Other senior Tories claimed Sir Keir had missed the ‘whole point of Brexit’ and said Britain would be committing a ‘disastrous mistake’ by ‘blindly following’ EU rules.
Sir Keir Starmer, speaking at a conference of centre-left leaders, suggested his party do not want to ‘do different things’ from EU countries if they win power
The Labour leader’s remarks were made just days before he travelled to Paris for talks with Emmanuel Macron
Sir Keir held a 45-minute chat with the French President in the Elysee Palace behind closed doors
Sir Keir’s comments were made during his weekend trip to Montreal, Canada, for the Global Progress Action Summit
Former business secretary Jacob Rees-Mogg accused Sir Keir of trying to reverse Brexit ‘by stealth’
Sir Keir’s comments – first reported by Sky News – were made during his weekend trip to Montreal, Canada, for the Global Progress Action Summit.
Other speakers at the summit included Labour ex-PM Sir Tony Blair, Canadian PM Justin Trudeau, former New Zealand PM Jacinda Ardern, ex-Bank of England Governor Mark Carney, and former EU vice-president Frans Timmermans.
The Labour leader said that ‘most of the conflict’ from the UK being outside the EU ‘arises in so far as the UK wants to diverge and do different things to the rest of our EU partners’.
He added: ‘Obviously the more we share values, the more we share a future together, the less the conflict. And actually different ways of solving problems become available.

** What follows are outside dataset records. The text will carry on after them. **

//! Automatic reconciliation of transactions against bill occurrences.

use std::collections::{BTreeSet, HashMap};

use chrono::NaiveDate;
use serde::Serialize;

use crate::config::BillMatchingSettings;
use crate::core::services::matching_service::{MatchingService, TransactionBillMatch};
use crate::core::services::payment_service::upsert_payment;
use crate::ledger::recurring::generate_for_windows;
use crate::ledger::{BillOccurrence, BillPayment, LedgerEntry, MonthWindow, Transaction};

/// Lowest score surfaced as a suggestion when it falls short of the auto-match threshold.
pub const SUGGESTION_FLOOR: u32 = 30;

#[derive(Debug, Clone, PartialEq, Serialize)]
#[serde(rename_all = "camelCase")]
pub struct AppliedMatch {
    pub transaction_id: String,
    pub bill_id: String,
    pub occurrence_date: NaiveDate,
    pub score: u32,
}

#[derive(Debug, Clone)]
pub struct ReconciliationReport {
    pub entries: Vec<LedgerEntry>,
    pub applied: Vec<AppliedMatch>,
    pub passes: usize,
}

struct Candidate {
    index: usize,
    occurrence: BillOccurrence,
    score: u32,
}

pub struct ReconciliationService;

impl ReconciliationService {
    /// Links unmatched transactions to bill occurrences and records the payments.
    pub fn reconcile(
        entries: &[LedgerEntry],
        window: MonthWindow,
        settings: &BillMatchingSettings,
    ) -> Vec<LedgerEntry> {
        Self::reconcile_with_report(entries, window, settings).entries
    }

    /// Repeats match, dedup, and write-back until a pass links nothing new.
    ///
    /// A transaction that loses its best occurrence to a stronger one is retried
    /// against the remaining free occurrences on the next pass, so the returned
    /// collection is stable under another reconciliation.
    pub fn reconcile_with_report(
        entries: &[LedgerEntry],
        window: MonthWindow,
        settings: &BillMatchingSettings,
    ) -> ReconciliationReport {
        let windows = active_windows(entries, window);
        let mut current = entries.to_vec();
        let mut applied = Vec::new();
        let mut passes = 0usize;

        loop {
            passes += 1;
            let winners = select_winners(&current, &windows, settings);
            if winners.is_empty() {
                break;
            }
            tracing::debug!(pass = passes, matches = winners.len(), "reconciliation pass");
            let (next, pass_applied) = apply_winners(&current, winners);
            current = next;
            applied.extend(pass_applied);
        }

        if !applied.is_empty() {
            tracing::info!(
                month = %window,
                matched = applied.len(),
                passes,
                "reconciliation linked transactions to bills"
            );
        }

        ReconciliationReport {
            entries: current,
            applied,
            passes,
        }
    }

    /// Best candidate for every unmatched, visible transaction dated in `window`.
    pub fn match_month(
        entries: &[LedgerEntry],
        window: MonthWindow,
        settings: &BillMatchingSettings,
    ) -> Vec<TransactionBillMatch> {
        let pool = open_occurrences(entries, &active_windows(entries, window));
        unmatched_transactions(entries)
            .filter(|(_, txn)| !txn.hidden_as_bill_payment && window.contains(txn.date))
            .map(|(_, txn)| MatchingService::find_best_match(txn, &pool, settings))
            .collect()
    }

    /// Matches too weak to apply automatically but worth showing to the user.
    pub fn suggest_matches(
        entries: &[LedgerEntry],
        window: MonthWindow,
        settings: &BillMatchingSettings,
    ) -> Vec<TransactionBillMatch> {
        Self::match_month(entries, window, settings)
            .into_iter()
            .filter(|candidate| {
                candidate.is_match()
                    && candidate.match_score >= SUGGESTION_FLOOR
                    && candidate.match_score < settings.minimum_score
            })
            .collect()
    }
}

/// Every month holding a plain transaction, plus the month being viewed.
fn active_windows(entries: &[LedgerEntry], window: MonthWindow) -> Vec<MonthWindow> {
    let mut windows: BTreeSet<MonthWindow> = entries
        .iter()
        .filter_map(LedgerEntry::as_plain)
        .map(|txn| MonthWindow::of(txn.date))
        .collect();
    windows.insert(window);
    windows.into_iter().collect()
}

/// Occurrences without a recorded payment. Paid occurrences, manual ones
/// included, are never offered to the matcher.
fn open_occurrences(entries: &[LedgerEntry], windows: &[MonthWindow]) -> Vec<BillOccurrence> {
    generate_for_windows(entries, windows.iter().copied())
        .into_iter()
        .filter(|occurrence| !occurrence.is_paid())
        .collect()
}

fn unmatched_transactions(entries: &[LedgerEntry]) -> impl Iterator<Item = (usize, &Transaction)> {
    entries
        .iter()
        .enumerate()
        .filter_map(|(index, entry)| entry.as_plain().map(|txn| (index, txn)))
        .filter(|(_, txn)| !txn.is_matched())
}

/// Scores every unmatched transaction and keeps the strongest one per occurrence.
fn select_winners(
    entries: &[LedgerEntry],
    windows: &[MonthWindow],
    settings: &BillMatchingSettings,
) -> Vec<Candidate> {
    let pool = open_occurrences(entries, windows);
    if pool.is_empty() {
        return Vec::new();
    }

    let mut winners: Vec<Candidate> = Vec::new();
    let mut slots: HashMap<(String, NaiveDate), usize> = HashMap::new();

    for (index, txn) in unmatched_transactions(entries) {
        let found = MatchingService::find_best_match(txn, &pool, settings);
        let Some(occurrence) = found.matched_bill else {
            continue;
        };
        if found.match_score < settings.minimum_score {
            continue;
        }
        let candidate = Candidate {
            index,
            occurrence,
            score: found.match_score,
        };
        match slots.get(&candidate.occurrence.slot()) {
            Some(&slot) => {
                if candidate.score > winners[slot].score {
                    winners[slot] = candidate;
                }
            }
            None => {
                slots.insert(candidate.occurrence.slot(), winners.len());
                winners.push(candidate);
            }
        }
    }

    winners
}

fn apply_winners(
    entries: &[LedgerEntry],
    winners: Vec<Candidate>,
) -> (Vec<LedgerEntry>, Vec<AppliedMatch>) {
    let bill_positions: HashMap<String, usize> = entries
        .iter()
        .enumerate()
        .rev()
        .filter(|(_, entry)| entry.is_bill())
        .map(|(index, entry)| (entry.key(), index))
        .collect();

    let mut updated = entries.to_vec();
    let mut applied = Vec::with_capacity(winners.len());

    for winner in winners {
        let Some(&bill_index) = bill_positions.get(&winner.occurrence.bill_id) else {
            continue;
        };
        let Some(txn) = updated[winner.index].as_plain_mut() else {
            continue;
        };
        txn.link_to_bill(&winner.occurrence.bill_id);
        let payment =
            BillPayment::from_transaction(winner.occurrence.occurrence_date, txn, false);
        let transaction_id = txn.key();

        if let Some(def) = updated[bill_index].as_bill_mut() {
            def.bill.payments = upsert_payment(&def.bill.payments, payment, false);
        }
        applied.push(AppliedMatch {
            transaction_id,
            bill_id: winner.occurrence.bill_id,
            occurrence_date: winner.occurrence.occurrence_date,
            score: winner.score,
        });
    }

    (updated, applied)
}

#[cfg(test)]
mod tests {
    use super::*;
    use crate::ledger::{BillDefinition, Frequency};

    fn date(y: i32, m: u32, d: u32) -> NaiveDate {
        NaiveDate::from_ymd_opt(y, m, d).unwrap()
    }

    fn month(y: i32, m: u32) -> MonthWindow {
        MonthWindow::new(y, m).unwrap()
    }

    #[test]
    fn dedup_loser_takes_next_free_occurrence() {
        let entries: Vec<LedgerEntry> = vec![
            BillDefinition::new("Gym", 30.0, date(2024, 1, 15), Frequency::Monthly)
                .with_id("gym")
                .into(),
            Transaction::new(date(2024, 2, 14), "GYM", -30.0).with_id("a").into(),
            Transaction::new(date(2024, 2, 15), "GYM", -30.0).with_id("b").into(),
            Transaction::new(date(2024, 3, 1), "Salary", 2500.0).with_id("pay").into(),
        ];
        let settings = BillMatchingSettings {
            date_window_days: 31,
            require_date_window: false,
            ..BillMatchingSettings::default()
        };
        let report = ReconciliationService::reconcile_with_report(&entries, month(2024, 2), &settings);
        // "b" wins February outright; "a" settles for the nearest remaining month.
        assert_eq!(report.applied[0].transaction_id, "b");
        assert_eq!(report.applied[0].occurrence_date, date(2024, 2, 15));
        assert_eq!(report.applied[1].transaction_id, "a");
        assert_eq!(report.passes, 3);
    }

    #[test]
    fn active_windows_include_target_month() {
        let entries: Vec<LedgerEntry> =
            vec![Transaction::new(date(2023, 12, 30), "X", -1.0).into()];
        let windows = active_windows(&entries, month(2024, 2));
        assert_eq!(windows, vec![month(2023, 12), month(2024, 2)]);
    }

    #[test]
    fn suggestions_sit_between_floor_and_threshold() {
        let entries: Vec<LedgerEntry> = vec![
            BillDefinition::new("Insurance", 120.0, date(2024, 3, 1), Frequency::Monthly)
                .with_id("ins")
                .into(),
            Transaction::new(date(2024, 3, 4), "ACME MUTUAL", -120.0)
                .with_id("t")
                .into(),
        ];
        let settings = BillMatchingSettings {
            minimum_score: 90,
            ..BillMatchingSettings::default()
        };
        let suggestions = ReconciliationService::suggest_matches(&entries, month(2024, 3), &settings);
        assert_eq!(suggestions.len(), 1);
        assert_eq!(suggestions[0].match_score, 30 + 10 + 21);

        let applied = ReconciliationService::reconcile(&entries, month(2024, 3), &settings);
        assert_eq!(applied, entries);
    }
}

‘Actually we don’t want to diverge, we don’t want to lower standards, we don’t want to rip up environmental standards, working standards for people that work, food standards and all the rest of it.
‘So suddenly, you’re in a space where, notwithstanding the obvious fact that we’re outside the EU and not in the EEA (European Economic Area), there’s a lot more common ground than you might think.’
Labour sources pointed to how a livestream of the event had been publicised by the party itself and suggested Sir Keir’s comments were being ‘massively oversold’.
But, responding to Sir Keir’s remarks, Foreign Secretary James Cleverly posted on Twitter: ‘Keir voted Remain. Then he backed a second referendum. Then he didn’t.
‘Now he wants to rejoin the EU in all but name. What does Labour stand for?’
Tory former Cabinet minister Simon Clarke suggested the Labour leader had missed the ‘whole point’ of Britain leaving the EU.
‘The whole point of Brexit is our ability to do things differently,’ he posted.
‘From our vaccine roll out to Freeports to solvency rules to our membership of the CPTPP, we are already demonstrating why this matters.
‘Being a rule-taker, blindly following the EU, would be a disastrous mistake.’
Fellow Tory MP Alex Stafford added: ‘If we hadn’t been divergent we wouldn’t have led the world in the vaccine during Covid.’
A Labour Party spokesperson said: “We’ve left the European Union and we’re not going back in any form.
‘We don’t support dynamic alignment. We’re not joining the single market or the customs union.
‘We will not be in a situation where we are a rule taker. Any decisions on what standards we follow will be made in the UK Parliament.
‘The Tories have not used Brexit to diverge on food, environmental or labour standards and if they have a plan to do so then they should come clean with people.’